Saved entries:
--*--

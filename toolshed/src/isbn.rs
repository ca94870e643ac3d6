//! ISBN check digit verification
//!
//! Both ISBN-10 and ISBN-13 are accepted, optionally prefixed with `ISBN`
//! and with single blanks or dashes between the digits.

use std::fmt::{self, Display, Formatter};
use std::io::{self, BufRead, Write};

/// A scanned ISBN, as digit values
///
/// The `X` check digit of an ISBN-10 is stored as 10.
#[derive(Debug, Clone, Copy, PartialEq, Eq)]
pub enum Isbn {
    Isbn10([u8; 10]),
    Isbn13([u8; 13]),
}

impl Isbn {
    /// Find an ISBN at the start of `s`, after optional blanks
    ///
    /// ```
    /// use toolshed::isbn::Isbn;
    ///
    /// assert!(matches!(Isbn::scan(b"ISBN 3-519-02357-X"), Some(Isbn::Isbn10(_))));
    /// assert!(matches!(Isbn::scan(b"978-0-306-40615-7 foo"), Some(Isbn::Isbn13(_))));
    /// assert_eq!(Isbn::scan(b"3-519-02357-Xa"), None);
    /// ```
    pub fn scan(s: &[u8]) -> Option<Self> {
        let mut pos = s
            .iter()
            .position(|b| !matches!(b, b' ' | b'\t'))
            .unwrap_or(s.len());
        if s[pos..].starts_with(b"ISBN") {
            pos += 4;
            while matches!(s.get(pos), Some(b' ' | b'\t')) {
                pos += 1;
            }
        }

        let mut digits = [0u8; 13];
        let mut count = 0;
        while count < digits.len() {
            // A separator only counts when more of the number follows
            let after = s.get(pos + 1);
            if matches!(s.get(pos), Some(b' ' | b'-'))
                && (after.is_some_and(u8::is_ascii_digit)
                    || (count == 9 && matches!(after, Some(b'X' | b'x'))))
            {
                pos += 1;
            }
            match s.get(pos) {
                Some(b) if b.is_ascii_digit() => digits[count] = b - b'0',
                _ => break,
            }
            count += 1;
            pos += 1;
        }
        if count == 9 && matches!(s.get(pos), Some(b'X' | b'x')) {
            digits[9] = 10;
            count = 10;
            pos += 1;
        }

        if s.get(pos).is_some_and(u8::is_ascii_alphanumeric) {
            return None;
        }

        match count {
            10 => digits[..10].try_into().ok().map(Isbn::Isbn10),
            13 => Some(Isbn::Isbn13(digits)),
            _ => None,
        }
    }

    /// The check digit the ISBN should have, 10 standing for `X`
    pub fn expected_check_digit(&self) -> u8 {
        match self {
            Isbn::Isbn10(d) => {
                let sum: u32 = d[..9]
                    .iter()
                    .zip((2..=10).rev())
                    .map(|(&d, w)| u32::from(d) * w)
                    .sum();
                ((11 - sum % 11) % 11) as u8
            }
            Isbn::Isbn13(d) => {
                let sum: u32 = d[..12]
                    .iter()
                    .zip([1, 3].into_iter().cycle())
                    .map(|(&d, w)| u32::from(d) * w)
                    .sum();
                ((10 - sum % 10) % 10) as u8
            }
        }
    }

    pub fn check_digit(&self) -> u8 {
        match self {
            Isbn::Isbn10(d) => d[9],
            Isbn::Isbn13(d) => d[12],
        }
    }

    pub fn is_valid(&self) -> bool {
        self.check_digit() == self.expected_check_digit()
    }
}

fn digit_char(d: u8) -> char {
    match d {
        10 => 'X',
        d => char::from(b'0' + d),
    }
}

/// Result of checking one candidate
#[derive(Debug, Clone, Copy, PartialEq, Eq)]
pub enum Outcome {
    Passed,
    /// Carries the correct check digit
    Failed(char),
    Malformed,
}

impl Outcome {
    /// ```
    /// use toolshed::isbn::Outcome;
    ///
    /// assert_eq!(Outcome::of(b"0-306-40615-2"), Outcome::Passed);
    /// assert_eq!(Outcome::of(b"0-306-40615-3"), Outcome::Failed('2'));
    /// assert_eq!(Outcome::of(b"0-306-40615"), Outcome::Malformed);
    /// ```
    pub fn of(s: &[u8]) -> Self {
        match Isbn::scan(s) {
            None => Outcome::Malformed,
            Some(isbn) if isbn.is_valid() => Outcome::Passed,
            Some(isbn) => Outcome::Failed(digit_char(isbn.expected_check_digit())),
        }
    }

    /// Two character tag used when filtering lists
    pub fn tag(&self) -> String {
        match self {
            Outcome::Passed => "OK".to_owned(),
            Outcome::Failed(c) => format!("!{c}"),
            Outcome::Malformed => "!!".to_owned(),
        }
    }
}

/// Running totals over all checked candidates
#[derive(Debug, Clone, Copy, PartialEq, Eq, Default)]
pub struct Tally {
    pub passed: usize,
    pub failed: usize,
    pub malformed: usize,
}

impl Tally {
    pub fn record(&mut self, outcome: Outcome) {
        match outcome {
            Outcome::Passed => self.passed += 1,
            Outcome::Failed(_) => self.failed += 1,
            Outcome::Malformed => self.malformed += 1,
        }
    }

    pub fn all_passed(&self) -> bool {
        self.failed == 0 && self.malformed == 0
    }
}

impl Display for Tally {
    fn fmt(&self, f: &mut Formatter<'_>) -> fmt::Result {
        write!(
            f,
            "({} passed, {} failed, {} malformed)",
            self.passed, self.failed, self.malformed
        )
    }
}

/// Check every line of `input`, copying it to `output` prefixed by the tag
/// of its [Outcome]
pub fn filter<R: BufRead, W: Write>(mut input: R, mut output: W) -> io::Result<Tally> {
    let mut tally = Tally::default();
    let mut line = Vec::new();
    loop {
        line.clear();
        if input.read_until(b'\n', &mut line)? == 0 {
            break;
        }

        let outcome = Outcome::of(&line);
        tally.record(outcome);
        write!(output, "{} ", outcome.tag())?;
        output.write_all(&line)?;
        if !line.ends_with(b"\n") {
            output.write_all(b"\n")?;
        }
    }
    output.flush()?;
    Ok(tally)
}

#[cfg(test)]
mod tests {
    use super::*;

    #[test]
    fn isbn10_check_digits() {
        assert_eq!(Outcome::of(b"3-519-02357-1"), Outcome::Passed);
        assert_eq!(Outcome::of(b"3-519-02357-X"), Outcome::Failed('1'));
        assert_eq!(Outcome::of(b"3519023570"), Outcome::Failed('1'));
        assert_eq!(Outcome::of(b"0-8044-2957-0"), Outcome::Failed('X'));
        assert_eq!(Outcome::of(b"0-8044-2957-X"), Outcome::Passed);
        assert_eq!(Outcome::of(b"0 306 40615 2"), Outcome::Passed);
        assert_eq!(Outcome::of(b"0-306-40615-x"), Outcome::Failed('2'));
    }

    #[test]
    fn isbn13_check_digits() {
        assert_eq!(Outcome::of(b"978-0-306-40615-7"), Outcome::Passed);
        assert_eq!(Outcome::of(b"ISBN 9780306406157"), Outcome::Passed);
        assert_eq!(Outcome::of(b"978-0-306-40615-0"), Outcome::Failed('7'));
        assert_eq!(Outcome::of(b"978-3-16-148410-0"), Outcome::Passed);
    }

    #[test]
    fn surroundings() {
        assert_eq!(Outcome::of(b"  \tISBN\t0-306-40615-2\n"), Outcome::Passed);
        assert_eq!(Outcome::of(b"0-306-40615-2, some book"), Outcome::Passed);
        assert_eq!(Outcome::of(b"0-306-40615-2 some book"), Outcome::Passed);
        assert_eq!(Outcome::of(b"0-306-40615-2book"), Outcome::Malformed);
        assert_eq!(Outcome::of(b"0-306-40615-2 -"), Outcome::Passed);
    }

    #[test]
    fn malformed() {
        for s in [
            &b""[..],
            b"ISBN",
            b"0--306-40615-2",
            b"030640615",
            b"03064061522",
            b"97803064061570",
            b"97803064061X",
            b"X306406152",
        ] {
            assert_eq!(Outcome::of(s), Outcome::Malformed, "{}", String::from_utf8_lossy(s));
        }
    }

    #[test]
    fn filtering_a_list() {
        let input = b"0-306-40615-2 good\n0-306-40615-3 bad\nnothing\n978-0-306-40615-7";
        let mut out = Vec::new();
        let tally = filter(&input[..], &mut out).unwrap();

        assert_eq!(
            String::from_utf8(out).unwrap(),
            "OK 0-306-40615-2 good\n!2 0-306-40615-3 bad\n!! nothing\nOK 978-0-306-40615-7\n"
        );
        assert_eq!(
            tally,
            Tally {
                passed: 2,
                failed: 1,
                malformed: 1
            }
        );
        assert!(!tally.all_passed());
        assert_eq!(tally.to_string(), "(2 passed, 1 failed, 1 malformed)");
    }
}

--*--

• **TRY IT**: Extract exactly and only the lines above from the line containing "pub fn tag(&self)" through the line containing "#[derive(Debug, Clone, Copy, PartialEq, Eq, Default)]", both end lines included.

• **PROBLEM SOLUTION**:
    pub fn tag(&self) -> String {
        match self {
            Outcome::Passed => "OK".to_owned(),
            Outcome::Failed(c) => format!("!{c}"),
            Outcome::Malformed => "!!".to_owned(),
        }
    }
}

/// Running totals over all checked candidates
#[derive(Debug, Clone, Copy, PartialEq, Eq, Default)]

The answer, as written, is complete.